Instructions for the task:
Take every line from the material that has the word "then" in it.

Start of Information given

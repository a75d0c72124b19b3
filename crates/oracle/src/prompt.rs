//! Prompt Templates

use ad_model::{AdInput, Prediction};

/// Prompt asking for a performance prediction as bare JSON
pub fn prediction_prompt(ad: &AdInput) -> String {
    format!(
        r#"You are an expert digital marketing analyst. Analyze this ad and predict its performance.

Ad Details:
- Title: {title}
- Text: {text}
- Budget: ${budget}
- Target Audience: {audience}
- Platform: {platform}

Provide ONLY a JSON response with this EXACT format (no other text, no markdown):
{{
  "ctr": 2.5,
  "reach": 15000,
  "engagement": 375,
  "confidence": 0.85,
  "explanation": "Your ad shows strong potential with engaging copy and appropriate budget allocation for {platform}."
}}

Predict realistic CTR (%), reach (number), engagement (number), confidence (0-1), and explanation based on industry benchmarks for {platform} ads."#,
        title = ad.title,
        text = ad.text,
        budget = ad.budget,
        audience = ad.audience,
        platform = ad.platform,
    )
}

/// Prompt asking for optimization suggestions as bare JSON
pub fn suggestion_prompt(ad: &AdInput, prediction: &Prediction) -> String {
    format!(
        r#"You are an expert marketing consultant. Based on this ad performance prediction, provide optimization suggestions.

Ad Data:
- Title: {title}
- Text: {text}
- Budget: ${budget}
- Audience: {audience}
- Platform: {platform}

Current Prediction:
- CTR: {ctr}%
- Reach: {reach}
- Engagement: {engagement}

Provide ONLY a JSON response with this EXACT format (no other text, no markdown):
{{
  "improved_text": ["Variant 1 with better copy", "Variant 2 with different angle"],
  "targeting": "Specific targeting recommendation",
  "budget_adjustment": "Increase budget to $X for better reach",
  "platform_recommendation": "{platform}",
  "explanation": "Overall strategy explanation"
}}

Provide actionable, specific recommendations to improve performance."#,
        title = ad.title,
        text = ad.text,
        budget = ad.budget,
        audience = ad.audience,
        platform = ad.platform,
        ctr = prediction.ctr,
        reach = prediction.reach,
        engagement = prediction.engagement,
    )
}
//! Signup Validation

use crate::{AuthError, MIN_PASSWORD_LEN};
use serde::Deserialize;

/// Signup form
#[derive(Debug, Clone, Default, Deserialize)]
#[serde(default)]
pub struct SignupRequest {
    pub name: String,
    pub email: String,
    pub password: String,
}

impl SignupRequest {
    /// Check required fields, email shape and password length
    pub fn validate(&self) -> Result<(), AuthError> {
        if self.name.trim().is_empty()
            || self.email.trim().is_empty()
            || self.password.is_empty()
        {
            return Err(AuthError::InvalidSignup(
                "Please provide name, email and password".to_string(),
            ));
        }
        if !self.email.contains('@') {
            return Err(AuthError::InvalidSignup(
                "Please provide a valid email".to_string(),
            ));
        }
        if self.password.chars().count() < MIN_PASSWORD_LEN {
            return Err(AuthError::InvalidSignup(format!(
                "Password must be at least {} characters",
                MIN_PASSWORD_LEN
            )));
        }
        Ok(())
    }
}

End of Information given
Start of Information given

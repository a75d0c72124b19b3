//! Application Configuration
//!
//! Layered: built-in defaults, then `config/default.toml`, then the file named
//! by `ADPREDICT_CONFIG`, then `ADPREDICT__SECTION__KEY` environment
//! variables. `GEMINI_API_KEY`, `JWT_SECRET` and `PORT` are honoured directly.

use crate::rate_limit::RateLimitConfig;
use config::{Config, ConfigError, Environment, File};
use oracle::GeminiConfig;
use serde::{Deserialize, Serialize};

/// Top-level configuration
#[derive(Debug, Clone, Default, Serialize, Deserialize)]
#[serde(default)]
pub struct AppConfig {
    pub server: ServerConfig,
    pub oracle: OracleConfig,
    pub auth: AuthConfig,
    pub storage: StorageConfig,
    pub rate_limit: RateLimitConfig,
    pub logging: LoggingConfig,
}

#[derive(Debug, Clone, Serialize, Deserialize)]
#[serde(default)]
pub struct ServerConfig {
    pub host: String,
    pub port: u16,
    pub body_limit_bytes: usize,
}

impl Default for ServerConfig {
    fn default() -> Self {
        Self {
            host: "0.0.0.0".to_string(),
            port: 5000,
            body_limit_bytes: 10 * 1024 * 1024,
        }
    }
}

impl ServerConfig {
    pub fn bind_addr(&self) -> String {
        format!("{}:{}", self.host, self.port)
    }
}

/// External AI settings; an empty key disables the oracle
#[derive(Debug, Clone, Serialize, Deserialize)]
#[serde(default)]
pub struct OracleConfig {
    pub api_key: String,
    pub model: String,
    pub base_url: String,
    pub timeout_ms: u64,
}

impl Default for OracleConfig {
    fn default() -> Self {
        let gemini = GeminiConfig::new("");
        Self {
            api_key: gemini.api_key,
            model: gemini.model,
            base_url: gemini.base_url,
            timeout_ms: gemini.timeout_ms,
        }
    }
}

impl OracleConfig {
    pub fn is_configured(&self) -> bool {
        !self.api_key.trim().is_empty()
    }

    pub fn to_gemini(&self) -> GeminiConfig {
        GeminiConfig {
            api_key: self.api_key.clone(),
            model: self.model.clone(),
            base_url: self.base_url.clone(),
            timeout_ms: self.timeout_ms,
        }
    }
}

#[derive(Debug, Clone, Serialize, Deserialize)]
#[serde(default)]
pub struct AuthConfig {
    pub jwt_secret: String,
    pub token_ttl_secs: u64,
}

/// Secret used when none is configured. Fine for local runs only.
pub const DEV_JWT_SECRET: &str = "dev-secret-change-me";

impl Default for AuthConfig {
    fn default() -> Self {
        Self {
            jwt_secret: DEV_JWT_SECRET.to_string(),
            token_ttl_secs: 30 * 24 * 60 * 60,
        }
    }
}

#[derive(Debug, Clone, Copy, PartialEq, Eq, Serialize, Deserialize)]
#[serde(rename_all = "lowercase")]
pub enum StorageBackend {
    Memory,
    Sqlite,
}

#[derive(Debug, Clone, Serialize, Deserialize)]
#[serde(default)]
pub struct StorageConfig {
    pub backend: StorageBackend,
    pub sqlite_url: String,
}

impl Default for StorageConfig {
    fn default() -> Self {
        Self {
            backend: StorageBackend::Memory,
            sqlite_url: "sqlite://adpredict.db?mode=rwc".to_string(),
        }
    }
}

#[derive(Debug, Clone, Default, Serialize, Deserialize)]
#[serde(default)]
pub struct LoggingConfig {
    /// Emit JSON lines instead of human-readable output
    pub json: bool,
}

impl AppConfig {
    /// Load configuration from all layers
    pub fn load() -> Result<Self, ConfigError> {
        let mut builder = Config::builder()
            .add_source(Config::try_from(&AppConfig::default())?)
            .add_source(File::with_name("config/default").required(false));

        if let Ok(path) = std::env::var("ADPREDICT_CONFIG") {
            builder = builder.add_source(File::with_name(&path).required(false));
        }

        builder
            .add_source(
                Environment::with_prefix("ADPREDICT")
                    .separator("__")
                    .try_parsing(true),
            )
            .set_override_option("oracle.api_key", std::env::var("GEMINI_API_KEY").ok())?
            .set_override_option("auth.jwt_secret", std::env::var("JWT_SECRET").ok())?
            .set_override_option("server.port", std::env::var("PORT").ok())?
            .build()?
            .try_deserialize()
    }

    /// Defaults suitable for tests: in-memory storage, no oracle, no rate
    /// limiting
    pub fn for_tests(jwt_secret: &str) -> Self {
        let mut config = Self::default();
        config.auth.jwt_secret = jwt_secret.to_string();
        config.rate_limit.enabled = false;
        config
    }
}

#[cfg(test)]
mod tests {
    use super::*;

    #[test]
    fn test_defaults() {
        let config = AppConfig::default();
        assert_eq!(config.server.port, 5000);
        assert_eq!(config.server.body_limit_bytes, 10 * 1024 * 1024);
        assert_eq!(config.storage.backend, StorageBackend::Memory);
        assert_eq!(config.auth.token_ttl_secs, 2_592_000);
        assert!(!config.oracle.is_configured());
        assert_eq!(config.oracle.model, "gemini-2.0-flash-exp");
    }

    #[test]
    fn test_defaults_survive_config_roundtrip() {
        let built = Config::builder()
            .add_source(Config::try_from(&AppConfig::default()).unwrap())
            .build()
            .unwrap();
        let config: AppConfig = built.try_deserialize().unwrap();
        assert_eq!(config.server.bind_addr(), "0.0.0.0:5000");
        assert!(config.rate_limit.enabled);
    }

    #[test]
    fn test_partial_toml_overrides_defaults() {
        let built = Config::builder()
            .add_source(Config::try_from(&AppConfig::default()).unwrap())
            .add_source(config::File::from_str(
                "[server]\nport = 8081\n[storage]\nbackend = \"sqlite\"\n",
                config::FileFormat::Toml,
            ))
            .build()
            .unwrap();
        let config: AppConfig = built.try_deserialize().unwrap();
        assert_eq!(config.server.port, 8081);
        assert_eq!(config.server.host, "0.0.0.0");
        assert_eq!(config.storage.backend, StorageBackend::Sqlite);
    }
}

End of Information given

Solution to this exercise:
//! Layered: built-in defaults, then `config/default.toml`, then the file named
//! by `ADPREDICT_CONFIG`, then `ADPREDICT__SECTION__KEY` environment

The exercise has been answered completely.